use tracing::debug;

use crate::{
    error::ScanError,
    token::{Token, TokenKind},
    value::Value,
};

/// Output of a full scan: the token stream (always terminated by exactly one
/// `Eof`) plus every error encountered along the way.
#[derive(Debug, Clone)]
pub struct Lexed {
    pub tokens: Vec<Token>,
    pub errors: Vec<ScanError>,
}

#[derive(Debug, Clone)]
pub struct Lexer {
    source: Vec<char>,
    tokens: Vec<Token>,
    errors: Vec<ScanError>,

    start: usize,
    current: usize,
    line: usize,
}

impl Lexer {
    pub fn new(source: &str) -> Self {
        Lexer {
            source: source.chars().collect(),
            tokens: Vec::new(),
            errors: Vec::new(),
            start: 0,
            current: 0,
            line: 1,
        }
    }

    fn at_end(&self) -> bool {
        self.current >= self.source.len()
    }

    fn advance(&mut self) -> Option<char> {
        let c = self.source.get(self.current).copied();
        self.current += 1;
        c
    }

    fn peek(&self) -> Option<char> {
        self.source.get(self.current).copied()
    }

    fn peek_next(&self) -> Option<char> {
        self.source.get(self.current + 1).copied()
    }

    /// Consumes the next character only if it is `expected`.
    fn matches(&mut self, expected: char) -> bool {
        if self.peek() == Some(expected) {
            self.current += 1;
            true
        } else {
            false
        }
    }

    fn lexeme(&self) -> String {
        self.source[self.start..self.current].iter().collect()
    }

    fn add_token(&mut self, kind: TokenKind) {
        self.add_literal_token(kind, None);
    }

    fn add_literal_token(&mut self, kind: TokenKind, literal: Option<Value>) {
        let lexeme = self.lexeme();
        self.tokens.push(Token::new(kind, lexeme, literal, self.line));
    }

    fn error(&mut self, message: String) {
        self.errors.push(ScanError::new(self.line, message));
    }

    fn lex_string(&mut self) {
        while let Some(c) = self.peek() {
            if c == '"' {
                break;
            }
            if c == '\n' {
                self.line += 1;
            }
            self.advance();
        }

        if self.at_end() {
            self.error("unterminated string.".into());
            return;
        }

        self.advance(); // the closing '"'

        let value: String = self.source[self.start + 1..self.current - 1].iter().collect();
        self.add_literal_token(TokenKind::String, Some(Value::String(value)));
    }

    fn lex_number(&mut self) {
        while self.peek().is_some_and(|c| c.is_ascii_digit()) {
            self.advance();
        }

        // a '.' only belongs to the number when a digit follows it
        if self.peek() == Some('.') && self.peek_next().is_some_and(|c| c.is_ascii_digit()) {
            self.advance();
            while self.peek().is_some_and(|c| c.is_ascii_digit()) {
                self.advance();
            }
        }

        let text = self.lexeme();
        match text.parse::<f64>() {
            Ok(number) => self.add_literal_token(TokenKind::Number, Some(Value::Number(number))),
            Err(_) => self.error(format!("invalid number literal '{}'.", text)),
        }
    }

    fn lex_ident(&mut self) {
        while self.peek().is_some_and(is_ident_continue) {
            self.advance();
        }

        let text = self.lexeme();
        let kind = TokenKind::from_keyword_str(&text).unwrap_or(TokenKind::Identifier);
        self.add_token(kind);
    }

    fn lex_token(&mut self, c: char) {
        match c {
            '(' => self.add_token(TokenKind::LeftParen),
            ')' => self.add_token(TokenKind::RightParen),
            '{' => self.add_token(TokenKind::LeftBrace),
            '}' => self.add_token(TokenKind::RightBrace),
            ',' => self.add_token(TokenKind::Comma),
            '.' => self.add_token(TokenKind::Dot),
            '-' => self.add_token(TokenKind::Minus),
            '+' => self.add_token(TokenKind::Plus),
            ';' => self.add_token(TokenKind::Semicolon),
            '*' => self.add_token(TokenKind::Star),
            '!' => {
                let kind = if self.matches('=') {
                    TokenKind::BangEqual
                } else {
                    TokenKind::Bang
                };
                self.add_token(kind);
            }
            '=' => {
                let kind = if self.matches('=') {
                    TokenKind::EqualEqual
                } else {
                    TokenKind::Equal
                };
                self.add_token(kind);
            }
            '<' => {
                let kind = if self.matches('=') {
                    TokenKind::LessEqual
                } else {
                    TokenKind::Less
                };
                self.add_token(kind);
            }
            '>' => {
                let kind = if self.matches('=') {
                    TokenKind::GreaterEqual
                } else {
                    TokenKind::Greater
                };
                self.add_token(kind);
            }

            '/' => {
                if self.matches('/') {
                    while self.peek().is_some_and(|c| c != '\n') {
                        self.advance();
                    }
                } else {
                    self.add_token(TokenKind::Slash);
                }
            }

            ' ' | '\r' | '\t' => {}
            '\n' => self.line += 1,

            '"' => self.lex_string(),

            _ if c.is_ascii_digit() => self.lex_number(),
            _ if is_ident_start(c) => self.lex_ident(),

            _ => self.error(format!("unexpected character '{}'.", c)),
        }
    }

    pub fn lex(mut self) -> Lexed {
        while !self.at_end() {
            self.start = self.current;
            if let Some(c) = self.advance() {
                self.lex_token(c);
            }
        }

        self.tokens.push(Token::new(TokenKind::Eof, "", None, self.line));

        debug!(
            tokens = self.tokens.len(),
            errors = self.errors.len(),
            lines = self.line,
            "scan complete"
        );

        Lexed {
            tokens: self.tokens,
            errors: self.errors,
        }
    }
}

fn is_ident_start(c: char) -> bool {
    c == '_' || c.is_ascii_alphabetic()
}

fn is_ident_continue(c: char) -> bool {
    c == '_' || c.is_ascii_alphanumeric()
}

/// Scans `source` into tokens.
pub fn scan(source: &str) -> Lexed {
    Lexer::new(source).lex()
}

▬▬▬▬▬▬▬▬▬▬

What is expected >>
From the data above, show each line that contains "push".

Response below >>
        self.tokens.push(Token::new(kind, lexeme, literal, self.line));
        self.errors.push(ScanError::new(self.line, message));
        self.tokens.push(Token::new(TokenKind::Eof, "", None, self.line));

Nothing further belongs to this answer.